Skip to me, timing is everything

It's when of those days where I have a lot of stuff to do at work, but somehow seem to continue to waste time, looking at skip's photos online. Amazed at how incredible they are, blown away by all the adventures he has experienced, and puzzled in how God is going to make this traveling boy be apart of my so-settled American life.
 I am really missing having a guy in my life. But this experience of faithfully waiting has made me now in a place where I don't want anyone to come into it who isn't skip. 
I really want to see him. Even if it's just a short visit, I'll gladly take a day or two, a few hours even. I want to laugh with him. I want to hear what is going on in his life,talk about the small things, hold his hand, remember that his is a real person. Not just this amazing friend from the past. 
I'll even take a FaceTime conversation, a Skype call, a Facebook chat... Anything really. I want him to reach out and acknowledge that we know each other. That he at least wants to reconnect in any form. 
I need to start making it my prayer that The Lord will connect us again.
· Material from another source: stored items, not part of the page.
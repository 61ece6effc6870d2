/// Common test utilities for integration tests
///
/// Every context gets a fresh company with an owner, so tests never see each other's
/// rows. Requires `DATABASE_URL` pointing at a disposable PostgreSQL database.

use axum::{
    body::Body,
    http::{header, Request, StatusCode},
    Router,
};
use canteiro_api::{
    app::{build_router, AppState},
    config::Config,
};
use canteiro_shared::{
    auth::jwt::issue_token_pair,
    db::migrations::run_migrations,
    models::{
        company::{Company, CreateCompany},
        membership::{Membership, MembershipRole},
        user::{CreateUser, User},
    },
};
use serde_json::Value;
use sqlx::PgPool;
use tower::ServiceExt;
use uuid::Uuid;

pub struct TestContext {
    pub db: PgPool,
    pub app: Router,
    pub company: Company,
    pub user: User,
    pub access_token: String,
}

impl TestContext {
    pub async fn new() -> anyhow::Result<Self> {
        dotenvy::dotenv().ok();
        let database_url = std::env::var("DATABASE_URL")?;
        let config = Config::for_tests(&database_url);

        let db = PgPool::connect(&config.database.url).await?;
        run_migrations(&db).await?;

        let company = Company::create(
            &db,
            CreateCompany {
                name: format!("Obra Teste {}", Uuid::new_v4()),
                cnpj: None,
            },
        )
        .await?;

        let user = User::create(
            &db,
            CreateUser {
                email: format!("mestre-{}@example.com", Uuid::new_v4()),
                password_hash: "unused".to_string(),
                name: Some("Mestre de Obras".to_string()),
            },
        )
        .await?;

        Membership::create(&db, company.id, user.id, MembershipRole::Owner).await?;

        let tokens = issue_token_pair(user.id, company.id, &config.jwt.secret)?;
        let app = build_router(AppState::new(db.clone(), config));

        Ok(Self {
            db,
            app,
            company,
            user,
            access_token: tokens.access_token,
        })
    }

    pub fn auth_header(&self) -> String {
        format!("Bearer {}", self.access_token)
    }

    /// Sends a request with the owner's token and returns the status and JSON body
    pub async fn send(&self, method: &str, uri: &str, body: Option<Value>) -> (StatusCode, Value) {
        let mut builder = Request::builder()
            .method(method)
            .uri(uri)
            .header(header::AUTHORIZATION, self.auth_header());

        let body = match body {
            Some(value) => {
                builder = builder.header(header::CONTENT_TYPE, "application/json");
                Body::from(value.to_string())
            }
            None => Body::empty(),
        };

        let response = self
            .app
            .clone()
            .oneshot(builder.body(body).unwrap())
            .await
            .unwrap();

        let status = response.status();
        let bytes = axum::body::to_bytes(response.into_body(), usize::MAX)
            .await
            .unwrap();
        let value = if bytes.is_empty() {
            Value::Null
        } else {
            serde_json::from_slice(&bytes).unwrap()
        };

        (status, value)
    }

    /// Deletes the company; delivery rows go first because they restrict item deletion
    pub async fn cleanup(&self) -> anyhow::Result<()> {
        sqlx::query("DELETE FROM ppe_deliveries WHERE company_id = $1")
            .bind(self.company.id)
            .execute(&self.db)
            .await?;
        sqlx::query("DELETE FROM companies WHERE id = $1")
            .bind(self.company.id)
            .execute(&self.db)
            .await?;
        sqlx::query("DELETE FROM users WHERE id = $1")
            .bind(self.user.id)
            .execute(&self.db)
            .await?;
        Ok(())
    }
}

/// Creates an active employee through the API
pub async fn create_employee(ctx: &TestContext, name: &str) -> Uuid {
    let (status, body) = ctx
        .send(
            "POST",
            "/v1/employees",
            Some(serde_json::json!({
                "name": name,
                "cpf": "529.982.247-25",
                "job_title": "Pedreiro",
                "hire_date": "2024-02-01",
            })),
        )
        .await;
    assert_eq!(status, StatusCode::CREATED, "{}", body);

    body["id"].as_str().unwrap().parse().unwrap()
}

/// Creates a PPE catalog item through the API
pub async fn create_ppe_item(ctx: &TestContext, name: &str, stock: i32) -> Uuid {
    let (status, body) = ctx
        .send(
            "POST",
            "/v1/ppe/items",
            Some(serde_json::json!({
                "name": name,
                "category": "Proteção da cabeça",
                "ca_number": "31469",
                "stock_quantity": stock,
                "replacement_days": 180,
            })),
        )
        .await;
    assert_eq!(status, StatusCode::CREATED, "{}", body);

    body["id"].as_str().unwrap().parse().unwrap()
}

/// Creates a tool, machine or supply through the API
pub async fn create_asset(ctx: &TestContext, kind: &str, name: &str, quantity: i32) -> Uuid {
    let (status, body) = ctx
        .send(
            "POST",
            "/v1/assets",
            Some(serde_json::json!({
                "kind": kind,
                "name": name,
                "code": format!("PAT-{}", &Uuid::new_v4().simple().to_string()[..8]),
                "quantity": quantity,
            })),
        )
        .await;
    assert_eq!(status, StatusCode::CREATED, "{}", body);

    body["id"].as_str().unwrap().parse().unwrap()
}

/// Delivers PPE to an employee outside the wizard and returns the delivery row
pub async fn deliver_directly(ctx: &TestContext, employee_id: Uuid, item_id: Uuid, quantity: i32) -> Value {
    let (status, body) = ctx
        .send(
            "POST",
            &format!("/v1/employees/{}/ppe", employee_id),
            Some(serde_json::json!({
                "ppe_item_id": item_id,
                "quantity": quantity,
                "delivered_on": "2025-03-03",
            })),
        )
        .await;
    assert_eq!(status, StatusCode::CREATED, "{}", body);

    body
}

/// Walks a wizard session from start to confirm and returns the confirm response
///
/// `items` are scanned labels with their quantities.
pub async fn run_workflow(
    ctx: &TestContext,
    kind: &str,
    employee_id: Uuid,
    items: &[(String, i32)],
    details: Value,
) -> (StatusCode, Value) {
    let (status, session) = ctx
        .send("POST", "/v1/workflows", Some(serde_json::json!({ "kind": kind })))
        .await;
    assert_eq!(status, StatusCode::CREATED, "{}", session);
    let base = format!("/v1/workflows/{}", session["id"].as_str().unwrap());

    let (status, body) = ctx
        .send(
            "POST",
            &format!("{}/authenticate", base),
            Some(serde_json::json!({ "employee_id": employee_id })),
        )
        .await;
    assert_eq!(status, StatusCode::OK, "{}", body);

    for (payload, quantity) in items {
        let (status, body) = ctx
            .send(
                "POST",
                &format!("{}/items", base),
                Some(serde_json::json!({ "payload": payload, "quantity": quantity })),
            )
            .await;
        assert_eq!(status, StatusCode::OK, "{}", body);
    }

    let (status, body) = ctx.send("POST", &format!("{}/items/done", base), None).await;
    assert_eq!(status, StatusCode::OK, "{}", body);

    let (status, body) = ctx.send("POST", &format!("{}/details", base), Some(details)).await;
    assert_eq!(status, StatusCode::OK, "{}", body);

    ctx.send("POST", &format!("{}/confirm", base), None).await
}
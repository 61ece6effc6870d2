/// The caller's company
///
/// - `GET /v1/company` - Company profile and settings
/// - `PATCH /v1/company` - Rename or replace settings (owner only)

use super::record_audit;
use crate::{
    app::AppState,
    error::{ApiError, ApiResult},
};
use axum::{extract::State, Json};
use canteiro_shared::{
    auth::{
        authorization::{require_permission, ResourcePermission},
        middleware::AuthContext,
    },
    models::company::{Company, UpdateCompany},
};
use serde_json::json;
use validator::Validate;

pub async fn get_company(State(state): State<AppState>, auth: AuthContext) -> ApiResult<Json<Company>> {
    require_permission(&state.db, &auth, ResourcePermission::Read).await?;

    let company = Company::find_by_id(&state.db, auth.company_id)
        .await?
        .ok_or_else(|| ApiError::not_found("Company"))?;

    Ok(Json(company))
}

/// `settings` must be a JSON object and replaces the stored one
pub async fn update_company(
    State(state): State<AppState>,
    auth: AuthContext,
    Json(req): Json<UpdateCompany>,
) -> ApiResult<Json<Company>> {
    require_permission(&state.db, &auth, ResourcePermission::Own).await?;
    req.validate()?;

    if req.settings.as_ref().is_some_and(|s| !s.is_object()) {
        return Err(ApiError::field("settings", "Settings must be a JSON object"));
    }

    let changed: Vec<&str> = [
        req.name.as_ref().map(|_| "name"),
        req.settings.as_ref().map(|_| "settings"),
    ]
    .into_iter()
    .flatten()
    .collect();

    let company = Company::update(&state.db, auth.company_id, req)
        .await?
        .ok_or_else(|| ApiError::not_found("Company"))?;

    record_audit(
        &state,
        &auth,
        "company.updated",
        "company",
        Some(company.id),
        json!({ "fields": changed }),
    )
    .await;

    Ok(Json(company))
}
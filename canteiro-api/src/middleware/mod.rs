/// Middleware for the API server
///
/// - `security`: response security headers
/// - `rate_limit`: per-company token buckets for the identification functions

pub mod rate_limit;
pub mod security;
As much as I want it to be soon, I am wanting it more to be Gods way. Though I have become this person who is crazied with the "give-mes" right now ( I want to buy up EVERYTHING! new earrings, jeans, furniture, make-up, facewash, shoes etc. I want it all) my heart is different with skip.  I want my feeling to be put to the side and God works in this as he sees the way it is best. Both for skip and I, and the influence our relationship has on others. 

It's unique, it's hard, it's the best experience God could have me be doing right now. 

May God work super-naturally in me now and always and that though time is passing between skip and I connecting, that he will bond our hearts as he needs at this time.